Mr. Robin Cook: A moment ago, the right hon. and learned Gentleman was complaining about a veto for Spain; he is now objecting to the extension of qualified majority voting to the research budget. Has he not noticed that Spain is currently blocking and vetoing the research budget, unless it gets a guarantee for its structural funds? If he is so concerned about Spanish vetoes, why does not support us and take that veto away from Spain?

Mr. Howard: Because, as the right hon. Gentleman ought to know, we have used that veto on the research budget to good effect in the past. That is the way forward--to reach a consensus, even though that might take some time. He knows perfectly well that when I was talking earlier about his so-called opt-in, it was the Prime Minister's wrong, false and misleading claim that I was disputing, and it is about time we had an apology for that.

As powers are taken away from national Parliaments, they have been given to the European Parliament. Under the co-decision procedure, the European Parliament is put on almost the same footing as the Council of Ministers. It is given the power to veto proposals put forward by the Council of Ministers, and it is able to use that power to insist that those proposals reflect its views. The treaty extends co-decision to 23 new areas, including such important matters as social policy and transport policy.

The treaty also diminishes the freedom of member states to appoint Commissioners of their choice. In future, the European Parliament will have to approve the appointment of the President of the Commission; and the President of the Commission has been given a new power to veto the appointment of other Commissioners. What on earth was the justification for that change? It takes power away from democratically elected Governments and gives it to an unelected official in Brussels. Why did the Government agree to it? What benefits will that bring to Britain? I hope that the Minister of State will answer those questions when he winds up the debate.

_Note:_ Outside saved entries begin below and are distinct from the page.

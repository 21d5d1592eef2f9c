//! Canonical schema constants for structured logging and events
//!
//! These constants keep field names identical between the store backends
//! and the request layer.

// Canonical field keys for structured logging
pub const FIELD_COMPONENT: &str = "component";
pub const FIELD_OP: &str = "op";
pub const FIELD_EVENT: &str = "event";
pub const FIELD_DURATION_MS: &str = "duration_ms";
pub const FIELD_REQUEST_ID: &str = "request_id";
pub const FIELD_SESSION_ID: &str = "session_id";

// Entity identifiers
pub const FIELD_OWNER: &str = "owner";
pub const FIELD_LIST_ID: &str = "list_id";
pub const FIELD_TODO_ID: &str = "todo_id";

// Request outcome
pub const FIELD_BACKEND: &str = "backend";
pub const FIELD_STATUS: &str = "status";

// Error fields
pub const FIELD_ERR_KIND: &str = "err_kind";
pub const FIELD_ERR_CODE: &str = "err_code";

// Canonical event names
pub const EVENT_START: &str = "start";
pub const EVENT_END: &str = "end";
pub const EVENT_END_ERROR: &str = "end_error";
use crate::errors::{Result, TodosError};

/// Longest accepted title, counted in characters
pub const MAX_TITLE_CHARS: usize = 100;

/// Which form field a title came from; selects the user-facing message
#[derive(Debug, Clone, Copy, PartialEq, Eq)]
pub enum TitleField {
    List,
    Todo,
}

impl TitleField {
    fn required_message(self) -> &'static str {
        match self {
            TitleField::List => "The list title is required.",
            TitleField::Todo => "The todo title is required.",
        }
    }

    fn length_message(self) -> &'static str {
        match self {
            TitleField::List => "List title must be between 1 and 100 characters.",
            TitleField::Todo => "Todo title must be between 1 and 100 characters.",
        }
    }
}

/// Trim and validate a submitted title
///
/// Returns the trimmed title. The error reason is the message shown to the user.
///
/// # Errors
///
/// `InvalidTitle` if the trimmed title is empty or longer than
/// [`MAX_TITLE_CHARS`].
pub fn validate_title(raw: &str, field: TitleField) -> Result<String> {
    let title = raw.trim();

    if title.is_empty() {
        return Err(TodosError::InvalidTitle {
            reason: field.required_message().to_string(),
        });
    }

    if title.chars().count() > MAX_TITLE_CHARS {
        return Err(TodosError::InvalidTitle {
            reason: field.length_message().to_string(),
        });
    }

    Ok(title.to_string())
}

#[cfg(test)]
mod tests {
    use super::*;

    fn reason(result: Result<String>) -> String {
        match result {
            Err(TodosError::InvalidTitle { reason }) => reason,
            other => panic!("Expected InvalidTitle, got {:?}", other),
        }
    }

    #[test]
    fn test_title_is_trimmed() {
        assert_eq!(
            validate_title("  Groceries \n", TitleField::List).unwrap(),
            "Groceries"
        );
    }

    #[test]
    fn test_whitespace_only_title_is_required() {
        assert_eq!(
            reason(validate_title("   \t", TitleField::List)),
            "The list title is required."
        );
        assert_eq!(
            reason(validate_title("", TitleField::Todo)),
            "The todo title is required."
        );
    }

    #[test]
    fn test_length_limit_counts_characters() {
        let exactly = "é".repeat(MAX_TITLE_CHARS);
        assert!(validate_title(&exactly, TitleField::Todo).is_ok());

        let too_long = "x".repeat(MAX_TITLE_CHARS + 1);
        assert_eq!(
            reason(validate_title(&too_long, TitleField::Todo)),
            "Todo title must be between 1 and 100 characters."
        );
    }
}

Mr. Roger Casale (Wimbledon): How does the right hon. and learned Gentleman think proper accountability and scrutiny can take place without extending co-decision making to the European Parliament in areas where qualified majority voting applies in the Council of Ministers? Is he suggesting that qualified majority voting, which was greatly extended by the Government of which he was a member, should be abolished?

Mr. Howard: I thought that I had made it clear that I am not in favour of extending qualified majority voting in the treaty, or of extending the co-decision procedure. Accountability comes via national Parliaments, which hold their Governments to account for the way in which they cast their votes in the Council of Ministers. That is proper democratic accountability.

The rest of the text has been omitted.